- _Exercise details_
Your answer should consist of every line in the records that holds "self".
↓
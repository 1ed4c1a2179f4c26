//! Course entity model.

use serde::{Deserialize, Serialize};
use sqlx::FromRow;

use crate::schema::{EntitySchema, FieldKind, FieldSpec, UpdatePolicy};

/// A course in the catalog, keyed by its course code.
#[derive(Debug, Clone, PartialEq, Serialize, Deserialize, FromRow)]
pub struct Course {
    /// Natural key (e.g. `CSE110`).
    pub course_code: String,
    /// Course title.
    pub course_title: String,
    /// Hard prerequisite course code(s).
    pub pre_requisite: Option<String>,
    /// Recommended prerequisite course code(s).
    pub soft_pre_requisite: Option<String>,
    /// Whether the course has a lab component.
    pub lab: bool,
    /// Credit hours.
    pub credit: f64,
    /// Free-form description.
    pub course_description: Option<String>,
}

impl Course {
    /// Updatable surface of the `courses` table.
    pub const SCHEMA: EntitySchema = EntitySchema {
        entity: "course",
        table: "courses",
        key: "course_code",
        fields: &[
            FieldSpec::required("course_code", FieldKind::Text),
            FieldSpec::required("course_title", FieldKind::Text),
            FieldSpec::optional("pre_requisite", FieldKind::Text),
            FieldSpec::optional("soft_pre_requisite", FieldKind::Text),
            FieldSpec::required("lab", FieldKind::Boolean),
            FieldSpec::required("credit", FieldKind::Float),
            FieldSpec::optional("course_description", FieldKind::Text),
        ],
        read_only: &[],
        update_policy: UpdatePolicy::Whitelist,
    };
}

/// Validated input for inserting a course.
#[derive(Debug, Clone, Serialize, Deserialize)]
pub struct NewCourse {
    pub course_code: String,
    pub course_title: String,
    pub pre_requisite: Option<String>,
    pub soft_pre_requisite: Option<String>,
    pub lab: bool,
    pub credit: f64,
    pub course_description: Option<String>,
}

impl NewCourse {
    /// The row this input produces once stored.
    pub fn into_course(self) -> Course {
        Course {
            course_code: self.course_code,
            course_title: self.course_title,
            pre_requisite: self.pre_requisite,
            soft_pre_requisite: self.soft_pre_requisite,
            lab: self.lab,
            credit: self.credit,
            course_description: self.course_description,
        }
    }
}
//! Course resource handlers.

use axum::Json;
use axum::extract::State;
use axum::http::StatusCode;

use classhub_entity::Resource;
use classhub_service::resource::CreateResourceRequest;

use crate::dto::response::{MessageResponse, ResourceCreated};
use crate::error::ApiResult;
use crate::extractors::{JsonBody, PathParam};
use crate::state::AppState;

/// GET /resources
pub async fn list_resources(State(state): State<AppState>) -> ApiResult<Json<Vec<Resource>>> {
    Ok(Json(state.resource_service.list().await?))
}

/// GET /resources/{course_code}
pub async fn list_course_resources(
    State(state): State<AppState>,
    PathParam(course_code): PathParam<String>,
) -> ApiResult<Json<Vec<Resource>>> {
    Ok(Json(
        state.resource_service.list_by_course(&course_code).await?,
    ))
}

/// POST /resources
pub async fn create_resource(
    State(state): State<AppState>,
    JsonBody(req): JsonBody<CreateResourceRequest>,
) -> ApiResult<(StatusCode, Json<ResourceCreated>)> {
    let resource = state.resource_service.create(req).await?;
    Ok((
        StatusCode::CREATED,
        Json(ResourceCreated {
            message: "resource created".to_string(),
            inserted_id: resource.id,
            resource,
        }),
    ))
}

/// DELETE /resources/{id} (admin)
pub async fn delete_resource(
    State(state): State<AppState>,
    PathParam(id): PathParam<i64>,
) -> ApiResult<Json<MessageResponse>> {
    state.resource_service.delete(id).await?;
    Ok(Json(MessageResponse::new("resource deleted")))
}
↑
- _Answer section_
    pub fn into_course(self) -> Course {
            course_code: self.course_code,
            course_title: self.course_title,
            pre_requisite: self.pre_requisite,
            soft_pre_requisite: self.soft_pre_requisite,
            lab: self.lab,
            credit: self.credit,
            course_description: self.course_description,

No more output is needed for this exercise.